KECANTIKAN ASISTEN PRIBADI DIREKTUR UTAMA MENGUNDANG PERHATIAN MRS. VAN BEREND
Pop up artikel online recehan langsung muncul di layar handphone Rachel, mungkin juga di handphone Danique ketika lelaki itu menghidupkan sambungan internetnya. Tidak hanya satu artikel, tetapi berpuluh-puluh dari berbagai media masa online. Akun-akun gosip di media sosial pun tidak luput ikut memposting berita yang sedang hits itu. Foto-foto Rachel ada di mana-mana.
DANIQUE SI DINGIN TERSENYUM DI SISI RACHEL
Danique membanting pintu ruangannya saat masuk, Ia tidak memperdulikan tatapan aneh resepsionis dan orang-orang di sekitar. Sementara Rachel yang sudah biasa mendapati sikap Danique yang seperti itu hanya diam. Ia bekerja seperti bisa.
"Miss Juvenil, lihatlah. Anda dipuji-puji di mana-mana. Wartawan itu mendapat foto Anda dari mana ya?" sekretaris Danique mampir ke meja Rachel saat keluar dari ruangan Danique.
"Di internet, semua bisa didapatkan," sahut Rachel singkat. Ia tidak ingin lelaki itu mendekatinya, sudah beberapa kali lelaki itu sengaja mengajaknya mengobrol di luar topik pekerjaan. Bukan karena lelaki itu membosankan, tetapi karena Rachel tidak ingin terbiasa di dekat lelaki lain selain Danique. Ia ingin menjaga hatinya untuk lelaki yang sudah ditakdirkan Dewi Bulan sebagai pasangannya.

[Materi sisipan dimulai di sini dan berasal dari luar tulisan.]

use std::time::Duration;

use reqwest::{redirect, Client};

use crate::error::{AnalyzerError, FetchFailure};

/// Raw content captured from a single bounded GET.
#[derive(Debug, Clone)]
pub struct FetchResult {
    /// The URL that was requested (canonical form).
    pub requested_url: String,
    /// Resolved URL after following redirects.
    pub final_url: String,
    pub status: u16,
    /// Response body, decoded lossily as UTF-8, capped at the byte limit.
    pub body: String,
    /// The body was cut at the cap; the prefix is still analyzed.
    pub truncated: bool,
}

/// HTTP fetcher for page analysis.
///
/// Built once at startup with configured timeout, `User-Agent`, body cap,
/// and redirect hop limit, then injected wherever fetching happens; there
/// is no process-wide client singleton.
///
/// The single request timeout is the cancellation boundary for a whole
/// analysis: everything downstream of the fetch is pure and non-blocking.
pub struct PageFetcher {
    client: Client,
    timeout_secs: u64,
    max_body_bytes: usize,
    max_redirects: usize,
}

impl PageFetcher {
    /// Creates a `PageFetcher` with configured timeout, `User-Agent`, body
    /// cap, and redirect policy.
    ///
    /// # Errors
    ///
    /// Returns [`AnalyzerError::Http`] if the underlying `reqwest::Client`
    /// cannot be constructed (e.g., invalid TLS config).
    pub fn new(
        timeout_secs: u64,
        user_agent: &str,
        max_body_bytes: usize,
        max_redirects: usize,
    ) -> Result<Self, AnalyzerError> {
        let client = Client::builder()
            .timeout(Duration::from_secs(timeout_secs))
            .connect_timeout(Duration::from_secs(10))
            .user_agent(user_agent)
            .redirect(redirect::Policy::limited(max_redirects))
            .build()?;
        Ok(Self {
            client,
            timeout_secs,
            max_body_bytes,
            max_redirects,
        })
    }

    /// Issues one bounded GET for `url` and captures the final URL, status,
    /// and body up to the configured byte cap.
    ///
    /// A body that crosses the cap mid-stream is truncated and recorded as
    /// such, not failed; a `Content-Length` already over the cap fails with
    /// [`FetchFailure::TooLarge`] before any body bytes are read.
    ///
    /// # Errors
    ///
    /// - [`FetchFailure::Timeout`]: the request exceeded the configured timeout.
    /// - [`FetchFailure::TooManyRedirects`]: the redirect hop limit was hit.
    /// - [`FetchFailure::Unreachable`]: DNS/connect/TLS failure.
    /// - [`FetchFailure::HttpStatus`]: any non-2xx final status.
    /// - [`FetchFailure::TooLarge`]: declared body size over the cap.
    pub async fn fetch(&self, url: &str) -> Result<FetchResult, FetchFailure> {
        let response = match self.client.get(url).send().await {
            Ok(response) => response,
            Err(e) => return Err(self.classify(&e)),
        };

        let status = response.status();
        if !status.is_success() {
            return Err(FetchFailure::HttpStatus {
                status: status.as_u16(),
            });
        }

        let cap = u64::try_from(self.max_body_bytes).unwrap_or(u64::MAX);
        if let Some(content_length) = response.content_length() {
            if content_length > cap {
                return Err(FetchFailure::TooLarge {
                    content_length,
                    max_bytes: self.max_body_bytes,
                });
            }
        }

        let final_url = response.url().to_string();
        let status_code = status.as_u16();

        let mut response = response;
        let mut body: Vec<u8> = Vec::new();
        let mut truncated = false;
        loop {
            match response.chunk().await {
                Ok(Some(chunk)) => {
                    let remaining = self.max_body_bytes - body.len();
                    if chunk.len() >= remaining {
                        body.extend_from_slice(&chunk[..remaining]);
                        // Only a truncation if there were more bytes to read.
                        truncated = chunk.len() > remaining
                            || matches!(response.chunk().await, Ok(Some(_)));
                        break;
                    }
                    body.extend_from_slice(&chunk);
                }
                Ok(None) => break,
                Err(e) => return Err(self.classify(&e)),
            }
        }

        Ok(FetchResult {
            requested_url: url.to_owned(),
            final_url,
            status: status_code,
            body: String::from_utf8_lossy(&body).into_owned(),
            truncated,
        })
    }

    /// Maps a `reqwest` transport error onto the fetch failure taxonomy.
    fn classify(&self, err: &reqwest::Error) -> FetchFailure {
        if err.is_timeout() {
            FetchFailure::Timeout {
                timeout_secs: self.timeout_secs,
            }
        } else if err.is_redirect() {
            FetchFailure::TooManyRedirects {
                limit: self.max_redirects,
            }
        } else {
            FetchFailure::Unreachable {
                reason: err.to_string(),
            }
        }
    }
}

Siang hari saat Danique menikmati makan siangnya, suasana di lantai bawah riuh.
"Ada apa itu?" Ia panik.
Rachel mengetahui dari karyawan lain bahwa Mrs. Van Berend datang.
"Danique, ibumu datang," ucapnya dengan terburu-buru.
"Shit, singkirkan makan siangku," umpat Danique.
Rachel langsung mengamankan potongan daging mentah itu ke dalam lemari es. Danique menyeka bibirnya dengan tisu lalu menenggak air putih.
"Ah, Rachel. Kau benar-benar bekerja di sini rupanya," perempuan berpenampilan glamour itu menyapanya.
"Iya, Bu. Selamat datang," sapa Rachel dengan ramah.
"Ada apa, Mom?" sergah Danique.
"Mom hanya ingin bertemu Rachel. Kau sudah punya calon suami, Rachel?" tanyanya tanpa diduga. Baik Rachel maupun Danique terkejut, tetapi Rachel berlagak tersipu seolah perempuan itu tengah melontarkan candaan.
"Mom, apa yang Kau katakan!" Danique berteriak marah.